(RECORDS TO USE)

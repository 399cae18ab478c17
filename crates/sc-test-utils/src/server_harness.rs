//! Test server harness for E2E testing
//!
//! Provides `TestScServer` for spawning real stream controller instances in
//! tests.

use metrics_exporter_prometheus::{PrometheusBuilder, PrometheusHandle};
use std::collections::HashMap;
use std::net::SocketAddr;
use std::sync::{Arc, OnceLock};
use stream_controller::config::Config;
use stream_controller::observability::metrics::init_metrics_recorder;
use stream_controller::registry::StreamRegistry;
use stream_controller::routes::{self, AppState};
use stream_controller::services::stream_processor::mock::MockStreamProcessor;
use stream_controller::services::StreamProcessor;
use tokio::task::JoinHandle;

/// Global metrics handle shared by every test server in the process.
static TEST_METRICS_HANDLE: OnceLock<PrometheusHandle> = OnceLock::new();

/// Install the Prometheus recorder once per test binary.
///
/// Falls back to an unregistered recorder if another one is already
/// installed; `/metrics` then renders but stays empty.
pub fn test_metrics_handle() -> PrometheusHandle {
    TEST_METRICS_HANDLE
        .get_or_init(|| {
            init_metrics_recorder()
                .unwrap_or_else(|_| PrometheusBuilder::new().build_recorder().handle())
        })
        .clone()
}

/// Test harness for spawning the stream controller in E2E tests.
///
/// # Example
/// ```rust,ignore
/// #[tokio::test]
/// async fn test_add_flow_e2e() -> Result<(), anyhow::Error> {
///     let server = TestScServer::spawn().await?;
///     let client = reqwest::Client::new();
///
///     let response = client
///         .post(format!("{}/stream/cam1/add", server.url()))
///         .json(&serde_json::json!({"name": "cam1"}))
///         .send()
///         .await?;
///
///     assert_eq!(response.status(), 200);
///     Ok(())
/// }
/// ```
pub struct TestScServer {
    addr: SocketAddr,
    state: Arc<AppState>,
    _handle: JoinHandle<()>,
}

impl TestScServer {
    /// Spawn a server with default configuration and an accepting mock
    /// stream processor.
    pub async fn spawn() -> Result<Self, anyhow::Error> {
        Self::spawn_with(Arc::new(MockStreamProcessor::accepting()), &[]).await
    }

    /// Spawn a server around `processor`, with `overrides` applied on top of
    /// the test environment variables.
    ///
    /// The server will:
    /// - Bind to a random available port (127.0.0.1:0)
    /// - Start the HTTP server in the background
    pub async fn spawn_with(
        processor: Arc<dyn StreamProcessor>,
        overrides: &[(&str, &str)],
    ) -> Result<Self, anyhow::Error> {
        let mut vars = HashMap::from([
            ("BIND_ADDRESS".to_string(), "127.0.0.1:0".to_string()),
            ("SC_INSTANCE_ID".to_string(), "sc-test".to_string()),
            ("SC_DRAIN_SECONDS".to_string(), "0".to_string()),
        ]);
        for (name, value) in overrides {
            vars.insert(name.to_string(), value.to_string());
        }

        let config = Config::from_vars(&vars)
            .map_err(|e| anyhow::anyhow!("Failed to create config: {}", e))?;

        let state = Arc::new(AppState::new(config, processor));

        let app = routes::build_routes(state.clone(), test_metrics_handle());

        let listener = tokio::net::TcpListener::bind("127.0.0.1:0")
            .await
            .map_err(|e| anyhow::anyhow!("Failed to bind test server: {}", e))?;

        let addr = listener
            .local_addr()
            .map_err(|e| anyhow::anyhow!("Failed to get local address: {}", e))?;

        let handle = tokio::spawn(async move {
            let make_service = app.into_make_service_with_connect_info::<SocketAddr>();
            if let Err(e) = axum::serve(listener, make_service).await {
                eprintln!("Test server error: {}", e);
            }
        });

        Ok(Self {
            addr,
            state,
            _handle: handle,
        })
    }

    /// Get the base URL of the test server.
    pub fn url(&self) -> String {
        format!("http://{}", self.addr)
    }

    /// Get the socket address.
    pub fn addr(&self) -> SocketAddr {
        self.addr
    }

    /// Get reference to the server configuration.
    pub fn config(&self) -> &Config {
        &self.state.config
    }

    /// Direct access to the registry behind the HTTP surface.
    pub fn registry(&self) -> &Arc<StreamRegistry> {
        &self.state.registry
    }
}

impl Drop for TestScServer {
    fn drop(&mut self) {
        self._handle.abort();
    }
}
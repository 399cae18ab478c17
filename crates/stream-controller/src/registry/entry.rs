//! Registry entry and lock-protected registry state.

use crate::models::{StreamConfig, StreamListing};
use chrono::{DateTime, Utc};
use std::collections::HashMap;

/// A stream configuration plus the bookkeeping the registry keeps for it.
///
/// Sequence numbers come from one monotonically increasing counter per
/// registry, so they give a total order over admissions and writes.
#[derive(Debug, Clone, PartialEq)]
pub struct StreamEntry {
    /// Current configuration.
    pub config: StreamConfig,

    /// Sequence number of the admission that created this entry.
    /// Preserved when the configuration is replaced.
    pub admitted_seq: u64,

    /// Sequence number of the most recent add, edit or reload.
    pub touched_seq: u64,

    /// Sequence number of the most recent configuration write.
    /// Used to detect whether a rollback would clobber a newer write.
    pub revision: u64,

    /// Wall-clock admission time.
    pub admitted_at: DateTime<Utc>,

    /// Wall-clock time of the most recent configuration write.
    pub updated_at: DateTime<Utc>,
}

impl StreamEntry {
    pub fn listing(&self) -> StreamListing {
        StreamListing {
            config: self.config.clone(),
            admitted_at: self.admitted_at,
            updated_at: self.updated_at,
        }
    }
}

/// The registry's backing map. Only reachable through the registry lock.
#[derive(Debug, Default)]
pub struct RegistryState {
    entries: HashMap<String, StreamEntry>,
    next_seq: u64,
}

impl RegistryState {
    fn next_seq(&mut self) -> u64 {
        self.next_seq += 1;
        self.next_seq
    }

    pub fn len(&self) -> usize {
        self.entries.len()
    }

    pub fn is_empty(&self) -> bool {
        self.entries.is_empty()
    }

    pub fn contains(&self, key: &str) -> bool {
        self.entries.contains_key(key)
    }

    pub fn get(&self, key: &str) -> Option<&StreamEntry> {
        self.entries.get(key)
    }

    pub fn iter(&self) -> impl Iterator<Item = (&String, &StreamEntry)> {
        self.entries.iter()
    }

    /// Insert or replace the configuration stored under `key`.
    ///
    /// A replaced entry keeps its admission sequence and time. Returns the
    /// new revision together with the previous entry, if any.
    pub fn upsert(&mut self, key: &str, config: StreamConfig) -> (u64, Option<StreamEntry>) {
        let seq = self.next_seq();
        let now = Utc::now();

        match self.entries.get_mut(key) {
            Some(entry) => {
                let previous = entry.clone();
                entry.config = config;
                entry.touched_seq = seq;
                entry.revision = seq;
                entry.updated_at = now;
                (seq, Some(previous))
            }
            None => {
                self.entries.insert(
                    key.to_string(),
                    StreamEntry {
                        config,
                        admitted_seq: seq,
                        touched_seq: seq,
                        revision: seq,
                        admitted_at: now,
                        updated_at: now,
                    },
                );
                (seq, None)
            }
        }
    }

    /// Mark `key` as used without changing its configuration.
    pub fn touch(&mut self, key: &str) -> bool {
        let seq = self.next_seq();
        match self.entries.get_mut(key) {
            Some(entry) => {
                entry.touched_seq = seq;
                true
            }
            None => false,
        }
    }

    pub fn take(&mut self, key: &str) -> Option<StreamEntry> {
        self.entries.remove(key)
    }

    /// Undo the write that produced `revision`.
    ///
    /// Restores `previous` (or removes the key when there was none), but only
    /// if the entry still carries `revision`. Returns whether anything changed.
    pub fn revert(&mut self, key: &str, revision: u64, previous: Option<StreamEntry>) -> bool {
        if !matches!(self.entries.get(key), Some(entry) if entry.revision == revision) {
            return false;
        }

        match previous {
            Some(previous) => {
                self.entries.insert(key.to_string(), previous);
            }
            None => {
                self.entries.remove(key);
            }
        }
        true
    }
}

(End RECORDS TO USE)

### WHAT IS REQUIRED:
Find the word "StreamEntry" in the records and pull out each line that has it.

### RESULT OF THIS TASK:
pub struct StreamEntry {
impl StreamEntry {
    entries: HashMap<String, StreamEntry>,
    pub fn get(&self, key: &str) -> Option<&StreamEntry> {
    pub fn iter(&self) -> impl Iterator<Item = (&String, &StreamEntry)> {
    pub fn upsert(&mut self, key: &str, config: StreamConfig) -> (u64, Option<StreamEntry>) {
                    StreamEntry {
    pub fn take(&mut self, key: &str) -> Option<StreamEntry> {
    pub fn revert(&mut self, key: &str, revision: u64, previous: Option<StreamEntry>) -> bool {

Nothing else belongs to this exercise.